Since ISO ratings are based on development that results in abnormally high negative contrast, it's almost always prudent to de-rate the film speed in normal use. If you check one of the Plotter's EFS/G charts you'll see that there's usually a 1/3 to 2/3 "loss" of film speed at the "normal" G of around 0.5, compared with the speed for G=0.62 (approximately the value that the ISO rating is based on). If you're using the Expo/Dev program that speed adjustment is made automatically, based on the film/dev combo you're using, the paper ES you've chosen, and the SBR (and reciprocity, if that's a factor). If you're working manually. and if you know what the appropriate EFS is for the subject you're shooting, then it's wise to set that speed into your meter before calculating the exposure.
As far as I know, small camera metering systems aren't smart enough to make this speed adjustment because they can't know your target ES, or what film/developer combination you're using.

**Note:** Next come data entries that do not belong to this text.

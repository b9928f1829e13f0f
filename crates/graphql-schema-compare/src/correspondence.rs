use std::collections::BTreeMap;

/// Elements of two collections partitioned by how they correspond to each other.
#[derive(Debug)]
pub struct Correspondence<'a, T> {
    /// Elements only present in the target collection.
    pub added: Vec<&'a T>,
    /// Elements only present in the source collection.
    pub removed: Vec<&'a T>,
    /// Matched `(source, target)` pairs.
    pub common: Vec<(&'a T, &'a T)>,
}

impl<T> Default for Correspondence<'_, T> {
    fn default() -> Self {
        Correspondence {
            added: Vec::new(),
            removed: Vec::new(),
            common: Vec::new(),
        }
    }
}

/// Match the elements of two sequences with `same`.
///
/// Each source element is paired with the first target element it is the same as. When a
/// sequence holds several elements that are the same, the first one wins and the other ones are
/// matched against that same element, so duplicates are never reported as added or removed.
/// Order follows the source sequence for `removed` and `common`, and the target sequence for
/// `added`.
pub fn match_sequences<'a, T>(
    source: &'a [T],
    target: &'a [T],
    same: impl Fn(&T, &T) -> bool,
) -> Correspondence<'a, T> {
    let mut correspondence = Correspondence::default();

    for source_item in source {
        match target.iter().find(|target_item| same(source_item, target_item)) {
            Some(target_item) => correspondence.common.push((source_item, target_item)),
            None => correspondence.removed.push(source_item),
        }
    }

    correspondence.added.extend(
        target
            .iter()
            .filter(|target_item| !source.iter().any(|source_item| same(source_item, target_item))),
    );

    correspondence
}

/// Match the values of two maps by key, in key order.
pub fn match_maps<'a, K: Ord, V>(source: &'a BTreeMap<K, V>, target: &'a BTreeMap<K, V>) -> Correspondence<'a, V> {
    let mut correspondence = Correspondence::default();

    for (key, source_value) in source {
        match target.get(key) {
            Some(target_value) => correspondence.common.push((source_value, target_value)),
            None => correspondence.removed.push(source_value),
        }
    }

    correspondence.added.extend(
        target
            .iter()
            .filter(|(key, _)| !source.contains_key(key))
            .map(|(_, target_value)| target_value),
    );

    correspondence
}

For that reason, I guess I'd recommend checking the "normal" (7-stop SBR) EFS of your roll film/developer pair, setting that into the meter, then going with whatever exposure the camers calculates. Then develop "normally" (for a 7-stop SBR). Obviously, if you're prepared to expend a whole roll of film on a subject of some abnormal SBR, then calculating exposure and development for that SBR makes sense.